### What you will do
The reply should hold every line of the data, unchanged and complete.

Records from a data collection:
=== Section Start ===

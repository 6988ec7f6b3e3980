//! Host package manager adapter.

use crate::runner::{CommandOutput, CommandRunner, command_line};
use reconcile::{HostError, HostResult, PackageManager};

/// Supported package manager families
#[derive(Debug, Clone, Copy, PartialEq, Eq)]
pub enum PackageBackend {
    Apt,
    Dnf,
    Pacman,
    Zypper,
}

impl PackageBackend {
    /// Detect the host's package manager from the tools on `PATH`
    pub fn detect() -> Option<Self> {
        let found = |tool: &str| which::which(tool).is_ok();
        let backend = if found("apt-get") && found("dpkg-query") {
            Some(Self::Apt)
        } else if found("dnf") && found("rpm") {
            Some(Self::Dnf)
        } else if found("pacman") {
            Some(Self::Pacman)
        } else if found("zypper") && found("rpm") {
            Some(Self::Zypper)
        } else {
            None
        };
        log::debug!("Package backend: {backend:?}");
        backend
    }

    pub fn name(&self) -> &'static str {
        match self {
            Self::Apt => "apt",
            Self::Dnf => "dnf",
            Self::Pacman => "pacman",
            Self::Zypper => "zypper",
        }
    }

    fn query_command<'a>(&self, package: &'a str) -> (&'static str, Vec<&'a str>) {
        match self {
            Self::Apt => ("dpkg-query", vec!["-W", "-f=${Status}", package]),
            Self::Dnf | Self::Zypper => ("rpm", vec!["-q", package]),
            Self::Pacman => ("pacman", vec!["-Q", package]),
        }
    }

    fn install_command<'a>(&self, package: &'a str) -> (&'static str, Vec<&'a str>) {
        match self {
            Self::Apt => (
                "apt-get",
                vec!["install", "-y", "--no-install-recommends", package],
            ),
            Self::Dnf => ("dnf", vec!["install", "-y", package]),
            Self::Pacman => ("pacman", vec!["-S", "--noconfirm", "--needed", package]),
            Self::Zypper => ("zypper", vec!["--non-interactive", "install", package]),
        }
    }

    fn installed_from(&self, output: &CommandOutput) -> bool {
        match self {
            // dpkg keeps removed-but-configured packages in its database
            Self::Apt => output.success && output.stdout.contains("install ok installed"),
            _ => output.success,
        }
    }
}

/// Packages managed through the host's native package manager
pub struct SystemPackages {
    backend: Option<PackageBackend>,
    runner: CommandRunner,
}

impl SystemPackages {
    pub fn new(backend: Option<PackageBackend>, runner: CommandRunner) -> Self {
        Self {
            backend,
            runner: runner.with_env("DEBIAN_FRONTEND", "noninteractive"),
        }
    }

    pub fn detect(runner: CommandRunner) -> Self {
        Self::new(PackageBackend::detect(), runner)
    }

    pub fn backend(&self) -> Option<PackageBackend> {
        self.backend
    }

    fn require_backend(&self) -> HostResult<PackageBackend> {
        self.backend.ok_or_else(|| {
            HostError::Unsupported(
                "no supported package manager found (apt, dnf, pacman, zypper)".to_string(),
            )
        })
    }
}

impl PackageManager for SystemPackages {
    fn is_installed(&self, name: &str) -> HostResult<bool> {
        let backend = self.require_backend()?;
        let (program, args) = backend.query_command(name);
        let output = self.runner.run(program, &args)?;
        Ok(backend.installed_from(&output))
    }

    fn install(&self, name: &str) -> HostResult<()> {
        let backend = self.require_backend()?;
        let (program, args) = backend.install_command(name);
        log::info!("Installing {name} with {}", backend.name());

        let output = self.runner.run(program, &args)?;
        if output.success {
            Ok(())
        } else {
            Err(classify(&command_line(program, &args), &output.diagnostic(), name))
        }
    }
}

/// Map package manager output to an error category.
pub fn classify(command: &str, stderr: &str, package: &str) -> HostError {
    let lower = stderr.to_lowercase();
    let has = |needles: &[&str]| needles.iter().any(|n| lower.contains(n));

    if has(&[
        "could not get lock",
        "unable to acquire the dpkg frontend lock",
        "unable to lock database",
        "waiting for process with pid",
        "system management is locked",
    ]) {
        return HostError::Locked {
            message: first_line(stderr),
        };
    }

    if has(&[
        "unable to locate package",
        "no match for argument",
        "target not found",
        "not found in package names",
        "has no installation candidate",
    ]) {
        return HostError::NotFound {
            name: package.to_string(),
        };
    }

    if has(&[
        "temporary failure resolving",
        "could not resolve",
        "failed to fetch",
        "failed to download",
        "connection timed out",
        "connection refused",
        "curl error",
        "cannot find a valid baseurl",
        "network is unreachable",
    ]) {
        return HostError::Network {
            message: first_line(stderr),
        };
    }

    if has(&["are you root", "you need to be root", "permission denied", "root privileges"]) {
        return HostError::Permission {
            message: first_line(stderr),
        };
    }

    HostError::CommandFailed {
        command: command.to_string(),
        stderr: stderr.trim().to_string(),
    }
}

fn first_line(text: &str) -> String {
    text.lines()
        .map(str::trim)
        .find(|l| !l.is_empty())
        .unwrap_or_default()
        .to_string()
}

=== Section End ===

### Final answer
repository 6988ec7f6b3e3980
//! Host package manager adapter.

use crate::runner::{CommandOutput, CommandRunner, command_line};
use reconcile::{HostError, HostResult, PackageManager};

/// Supported package manager families
#[derive(Debug, Clone, Copy, PartialEq, Eq)]
pub enum PackageBackend {
    Apt,
    Dnf,
    Pacman,
    Zypper,
}

impl PackageBackend {
    /// Detect the host's package manager from the tools on `PATH`
    pub fn detect() -> Option<Self> {
        let found = |tool: &str| which::which(tool).is_ok();
        let backend = if found("apt-get") && found("dpkg-query") {
            Some(Self::Apt)
        } else if found("dnf") && found("rpm") {
            Some(Self::Dnf)
        } else if found("pacman") {
            Some(Self::Pacman)
        } else if found("zypper") && found("rpm") {
            Some(Self::Zypper)
        } else {
            None
        };
        log::debug!("Package backend: {backend:?}");
        backend
    }

    pub fn name(&self) -> &'static str {
        match self {
            Self::Apt => "apt",
            Self::Dnf => "dnf",
            Self::Pacman => "pacman",
            Self::Zypper => "zypper",
        }
    }

    fn query_command<'a>(&self, package: &'a str) -> (&'static str, Vec<&'a str>) {
        match self {
            Self::Apt => ("dpkg-query", vec!["-W", "-f=${Status}", package]),
            Self::Dnf | Self::Zypper => ("rpm", vec!["-q", package]),
            Self::Pacman => ("pacman", vec!["-Q", package]),
        }
    }

    fn install_command<'a>(&self, package: &'a str) -> (&'static str, Vec<&'a str>) {
        match self {
            Self::Apt => (
                "apt-get",
                vec!["install", "-y", "--no-install-recommends", package],
            ),
            Self::Dnf => ("dnf", vec!["install", "-y", package]),
            Self::Pacman => ("pacman", vec!["-S", "--noconfirm", "--needed", package]),
            Self::Zypper => ("zypper", vec!["--non-interactive", "install", package]),
        }
    }

    fn installed_from(&self, output: &CommandOutput) -> bool {
        match self {
            // dpkg keeps removed-but-configured packages in its database
            Self::Apt => output.success && output.stdout.contains("install ok installed"),
            _ => output.success,
        }
    }
}

/// Packages managed through the host's native package manager
pub struct SystemPackages {
    backend: Option<PackageBackend>,
    runner: CommandRunner,
}

impl SystemPackages {
    pub fn new(backend: Option<PackageBackend>, runner: CommandRunner) -> Self {
        Self {
            backend,
            runner: runner.with_env("DEBIAN_FRONTEND", "noninteractive"),
        }
    }

    pub fn detect(runner: CommandRunner) -> Self {
        Self::new(PackageBackend::detect(), runner)
    }

    pub fn backend(&self) -> Option<PackageBackend> {
        self.backend
    }

    fn require_backend(&self) -> HostResult<PackageBackend> {
        self.backend.ok_or_else(|| {
            HostError::Unsupported(
                "no supported package manager found (apt, dnf, pacman, zypper)".to_string(),
            )
        })
    }
}

impl PackageManager for SystemPackages {
    fn is_installed(&self, name: &str) -> HostResult<bool> {
        let backend = self.require_backend()?;
        let (program, args) = backend.query_command(name);
        let output = self.runner.run(program, &args)?;
        Ok(backend.installed_from(&output))
    }

    fn install(&self, name: &str) -> HostResult<()> {
        let backend = self.require_backend()?;
        let (program, args) = backend.install_command(name);
        log::info!("Installing {name} with {}", backend.name());

        let output = self.runner.run(program, &args)?;
        if output.success {
            Ok(())
        } else {
            Err(classify(&command_line(program, &args), &output.diagnostic(), name))
        }
    }
}

/// Map package manager output to an error category.
pub fn classify(command: &str, stderr: &str, package: &str) -> HostError {
    let lower = stderr.to_lowercase();
    let has = |needles: &[&str]| needles.iter().any(|n| lower.contains(n));

    if has(&[
        "could not get lock",
        "unable to acquire the dpkg frontend lock",
        "unable to lock database",
        "waiting for process with pid",
        "system management is locked",
    ]) {
        return HostError::Locked {
            message: first_line(stderr),
        };
    }

    if has(&[
        "unable to locate package",
        "no match for argument",
        "target not found",
        "not found in package names",
        "has no installation candidate",
    ]) {
        return HostError::NotFound {
            name: package.to_string(),
        };
    }

    if has(&[
        "temporary failure resolving",
        "could not resolve",
        "failed to fetch",
        "failed to download",
        "connection timed out",
        "connection refused",
        "curl error",
        "cannot find a valid baseurl",
        "network is unreachable",
    ]) {
        return HostError::Network {
            message: first_line(stderr),
        };
    }

    if has(&["are you root", "you need to be root", "permission denied", "root privileges"]) {
        return HostError::Permission {
            message: first_line(stderr),
        };
    }

    HostError::CommandFailed {
        command: command.to_string(),
        stderr: stderr.trim().to_string(),
    }
}

fn first_line(text: &str) -> String {
    text.lines()
        .map(str::trim)
        .find(|l| !l.is_empty())
        .unwrap_or_default()
        .to_string()
}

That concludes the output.